In the entries below, find every line with "TrailingWhitespace" and copy it.

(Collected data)
* * * * * * * * *

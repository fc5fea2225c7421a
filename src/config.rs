use serde::Deserialize;
use std::net::{IpAddr, Ipv4Addr};
use std::time::Duration;

use crate::http::parser::ParseLimits;

#[derive(Debug, Clone, Deserialize)]
#[serde(default)]
pub struct ServerConfig {
    pub address: IpAddr,
    pub port: u16,

    /// Initial size of the per-connection parse buffer.
    pub buffer_size: usize,
    pub max_header_size: usize,

    #[serde(deserialize_with = "deserialize_duration")]
    pub read_timeout: Duration,

    #[serde(deserialize_with = "deserialize_duration")]
    pub write_timeout: Duration,
}

impl Default for ServerConfig {
    fn default() -> Self {
        Self {
            address: IpAddr::V4(Ipv4Addr::new(127, 0, 0, 1)),
            port: 42069,

            buffer_size: 8,
            max_header_size: 8192,

            read_timeout: Duration::from_secs(5),
            write_timeout: Duration::from_secs(30),
        }
    }
}

impl ServerConfig {
    pub fn from_file(path: &str) -> Self {
        let content = match std::fs::read_to_string(path) {
            Ok(content) => content,
            Err(err) => {
                tracing::warn!("failed to read {path}: {err}, falling back to default config");
                return ServerConfig::default();
            }
        };

        Self::from_toml(&content).unwrap_or_else(|err| {
            tracing::warn!(
                "failed to deserialize config file {path}: {err}, falling back to default config"
            );
            ServerConfig::default()
        })
    }

    pub fn from_toml(content: &str) -> Result<Self, toml::de::Error> {
        toml::from_str::<ServerConfig>(content)
    }

    pub fn parse_limits(&self) -> ParseLimits {
        ParseLimits {
            initial_buffer_size: self.buffer_size,
            max_head_size: self.max_header_size,
        }
    }
}

fn deserialize_duration<'de, D>(deserializer: D) -> Result<Duration, D::Error>
where
    D: serde::Deserializer<'de>,
{
    let secs = f64::deserialize(deserializer)?;
    Duration::try_from_secs_f64(secs).map_err(serde::de::Error::custom)
}

#[cfg(test)]
mod tests {
    use super::*;

    #[test]
    fn partial_file_keeps_defaults() {
        let config = ServerConfig::from_toml("port = 8080\nread_timeout = 0.5\n").unwrap();
        assert_eq!(config.port, 8080);
        assert_eq!(config.read_timeout, Duration::from_millis(500));
        assert_eq!(config.buffer_size, 8);
        assert_eq!(config.write_timeout, Duration::from_secs(30));
    }

    #[test]
    fn negative_timeout_is_rejected() {
        assert!(ServerConfig::from_toml("write_timeout = -1.0").is_err());
    }

    #[test]
    fn missing_file_falls_back_to_default() {
        let config = ServerConfig::from_file("/nonexistent/rawhttp.toml");
        assert_eq!(config.port, 42069);
        assert_eq!(config.address, IpAddr::V4(Ipv4Addr::LOCALHOST));
    }

    #[test]
    fn limits_follow_config() {
        let config = ServerConfig::from_toml("buffer_size = 64\nmax_header_size = 1024").unwrap();
        let limits = config.parse_limits();
        assert_eq!(limits.initial_buffer_size, 64);
        assert_eq!(limits.max_head_size, 1024);
    }
}
//! HTTP header collection shared by [`Request`](crate::http::request::Request)
//! and the [`ResponseWriter`](crate::http::response::ResponseWriter).
//!
//! Headers are stored in an ordered map keyed by the lower-cased field name,
//! so every insert is normalized and every lookup is case-insensitive.
//! Each entry also keeps the spelling it should be written with: names read
//! off the wire are written back lower-cased, names given to
//! [`Headers::set`] are written exactly as the caller spelled them.
//!
//! Inserting a name that is already present through [`Headers::parse_line`]
//! appends the new value to the old one, joined by `", "`.

use indexmap::IndexMap;
use thiserror::Error;

use crate::http::CRLF;

#[derive(Debug, Error, PartialEq, Eq)]
pub enum HeaderError {
    #[error("invalid header format: missing ':' in {0:?}")]
    MissingColon(String),
    #[error("invalid header format: trailing whitespace in header name {0:?}")]
    TrailingWhitespace(String),
    #[error("invalid header name {0:?}: contains invalid character")]
    InvalidName(String),
    #[error("invalid header value for {0:?}")]
    InvalidValue(String),
    #[error("header line is not valid UTF-8")]
    NotUtf8,
}

#[derive(Debug)]
struct Field {
    name: String,
    value: String,
}

#[derive(Debug, Default)]
pub struct Headers {
    fields: IndexMap<String, Field>,
}

impl Headers {
    pub fn new() -> Self {
        Self::default()
    }

    /// Parses a single header line from the front of `data`.
    ///
    /// Returns the number of bytes consumed and whether the header section
    /// is complete. `(0, false)` means no full line is buffered yet.
    pub fn parse_line(&mut self, data: &[u8]) -> Result<(usize, bool), HeaderError> {
        let Some(end) = find_crlf(data) else {
            return Ok((0, false));
        };

        // Empty line ends the header section
        if end == 0 {
            return Ok((CRLF.len(), true));
        }

        let line = std::str::from_utf8(&data[..end]).map_err(|_| HeaderError::NotUtf8)?;
        let Some((name, value)) = line.split_once(':') else {
            return Err(HeaderError::MissingColon(line.to_string()));
        };

        // "Host : x" is rejected outright rather than trimmed
        if name.ends_with(|c: char| c.is_ascii_whitespace()) {
            return Err(HeaderError::TrailingWhitespace(name.to_string()));
        }

        let name = name.trim();
        if !is_token(name) {
            return Err(HeaderError::InvalidName(name.to_string()));
        }

        self.append(name.to_ascii_lowercase(), value.trim());
        Ok((end + CRLF.len(), false))
    }

    /// Sets `name` to `value`, replacing any existing value regardless of
    /// the casing it was stored with. The entry keeps its position.
    pub fn set(&mut self, name: &str, value: &str) -> Result<(), HeaderError> {
        if !is_token(name) {
            return Err(HeaderError::InvalidName(name.to_string()));
        }
        if value.contains(['\r', '\n']) {
            return Err(HeaderError::InvalidValue(name.to_string()));
        }
        self.insert(name, value.trim());
        Ok(())
    }

    pub fn get(&self, name: &str) -> Option<&str> {
        self.fields
            .get(&name.to_ascii_lowercase())
            .map(|field| field.value.as_str())
    }

    /// Removes `name`, returning its value. Remaining entries keep their order.
    pub fn delete(&mut self, name: &str) -> Option<String> {
        self.fields
            .shift_remove(&name.to_ascii_lowercase())
            .map(|field| field.value)
    }

    pub fn len(&self) -> usize {
        self.fields.len()
    }

    pub fn is_empty(&self) -> bool {
        self.fields.is_empty()
    }

    /// Iterates `(name, value)` pairs in insertion order, with names spelled
    /// the way they will be written.
    pub fn iter(&self) -> impl Iterator<Item = (&str, &str)> {
        self.fields
            .values()
            .map(|field| (field.name.as_str(), field.value.as_str()))
    }

    /// Serializes every field as `name: value\r\n`, without the blank line
    /// that closes a header section.
    pub(crate) fn write_to(&self, out: &mut Vec<u8>) {
        for (name, value) in self.iter() {
            out.extend_from_slice(name.as_bytes());
            out.extend_from_slice(b": ");
            out.extend_from_slice(value.as_bytes());
            out.extend_from_slice(CRLF);
        }
    }

    /// Insert for names already known to be valid tokens.
    pub(crate) fn insert(&mut self, name: &str, value: &str) {
        self.fields.insert(
            name.to_ascii_lowercase(),
            Field {
                name: name.to_string(),
                value: value.to_string(),
            },
        );
    }

    fn append(&mut self, key: String, value: &str) {
        match self.fields.get_mut(&key) {
            Some(field) => {
                field.value.push_str(", ");
                field.value.push_str(value);
            }
            None => {
                let field = Field {
                    name: key.clone(),
                    value: value.to_string(),
                };
                self.fields.insert(key, field);
            }
        }
    }
}

pub(crate) fn find_crlf(data: &[u8]) -> Option<usize> {
    data.windows(CRLF.len()).position(|w| w == CRLF)
}

/// RFC 9110 `token`: one or more tchar.
fn is_token(name: &str) -> bool {
    !name.is_empty()
        && name.bytes().all(|b| {
            b.is_ascii_alphanumeric() || b"!#$%&'*+-.^_`|~".contains(&b)
        })
}

#[cfg(test)]
mod tests {
    use super::*;

    #[test]
    fn parses_single_header() {
        let mut headers = Headers::new();
        let (n, done) = headers.parse_line(b"Host: localhost:42069\r\n\r\n").unwrap();
        assert_eq!(n, 23);
        assert!(!done);
        assert_eq!(headers.get("host"), Some("localhost:42069"));
        assert_eq!(headers.get("HOST"), Some("localhost:42069"));
    }

    #[test]
    fn trims_surrounding_whitespace() {
        let mut headers = Headers::new();
        let (n, _) = headers.parse_line(b"     Host:   localhost:42069    \r\n").unwrap();
        assert_eq!(n, 34);
        assert_eq!(headers.get("host"), Some("localhost:42069"));
    }

    #[test]
    fn empty_line_ends_section() {
        let mut headers = Headers::new();
        assert_eq!(headers.parse_line(b"\r\nbody").unwrap(), (2, true));
        assert!(headers.is_empty());
    }

    #[test]
    fn needs_more_data_without_crlf() {
        let mut headers = Headers::new();
        assert_eq!(headers.parse_line(b"Host: local").unwrap(), (0, false));
        assert!(headers.is_empty());
    }

    #[test]
    fn duplicate_names_are_joined() {
        let mut headers = Headers::new();
        headers.parse_line(b"Set-Person: lane\r\n").unwrap();
        headers.parse_line(b"set-person: prime\r\n").unwrap();
        headers.parse_line(b"SET-PERSON: tj\r\n").unwrap();
        assert_eq!(headers.get("set-person"), Some("lane, prime, tj"));
        assert_eq!(headers.len(), 1);
    }

    #[test]
    fn whitespace_before_colon_is_rejected() {
        let mut headers = Headers::new();
        headers.parse_line(b"Host: x\r\n").unwrap();
        let err = headers.parse_line(b"X-Foo : bar\r\n").unwrap_err();
        assert_eq!(err, HeaderError::TrailingWhitespace("X-Foo ".into()));
    }

    #[test]
    fn missing_colon_is_rejected() {
        let mut headers = Headers::new();
        assert!(matches!(
            headers.parse_line(b"Host localhost\r\n"),
            Err(HeaderError::MissingColon(_))
        ));
    }

    #[test]
    fn invalid_name_characters_are_rejected() {
        let mut headers = Headers::new();
        assert_eq!(
            headers.parse_line(b"H\xC2\xA9st: localhost\r\n").unwrap_err(),
            HeaderError::InvalidName("H\u{a9}st".into())
        );
        assert!(headers.parse_line(b"Ho(st: x\r\n").is_err());
        assert!(headers.parse_line(b": x\r\n").is_err());
    }

    #[test]
    fn set_replaces_in_place_and_keeps_spelling() {
        let mut headers = Headers::new();
        headers.parse_line(b"content-type: text/plain\r\n").unwrap();
        headers.parse_line(b"host: x\r\n").unwrap();
        headers.set("Content-Type", "text/html").unwrap();

        let fields: Vec<_> = headers.iter().collect();
        assert_eq!(fields, vec![("Content-Type", "text/html"), ("host", "x")]);
    }

    #[test]
    fn set_rejects_bad_input() {
        let mut headers = Headers::new();
        assert!(headers.set("Bad Name", "x").is_err());
        assert!(headers.set("X-Injected", "a\r\nEvil: 1").is_err());
        assert!(headers.is_empty());
    }

    #[test]
    fn delete_is_case_insensitive() {
        let mut headers = Headers::new();
        headers.set("Content-Length", "12").unwrap();
        assert_eq!(headers.delete("content-length").as_deref(), Some("12"));
        assert_eq!(headers.get("Content-Length"), None);
        assert_eq!(headers.delete("content-length"), None);
    }

    #[test]
    fn write_to_emits_stored_spelling() {
        let mut headers = Headers::new();
        headers.set("Content-Length", "2").unwrap();
        headers.parse_line(b"X-Trace: abc\r\n").unwrap();

        let mut out = Vec::new();
        headers.write_to(&mut out);
        assert_eq!(out, b"Content-Length: 2\r\nx-trace: abc\r\n");
    }
}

* * * * * * * * *

(RESPONSE TO THIS TASK)
    TrailingWhitespace(String),
            return Err(HeaderError::TrailingWhitespace(name.to_string()));
        assert_eq!(err, HeaderError::TrailingWhitespace("X-Foo ".into()));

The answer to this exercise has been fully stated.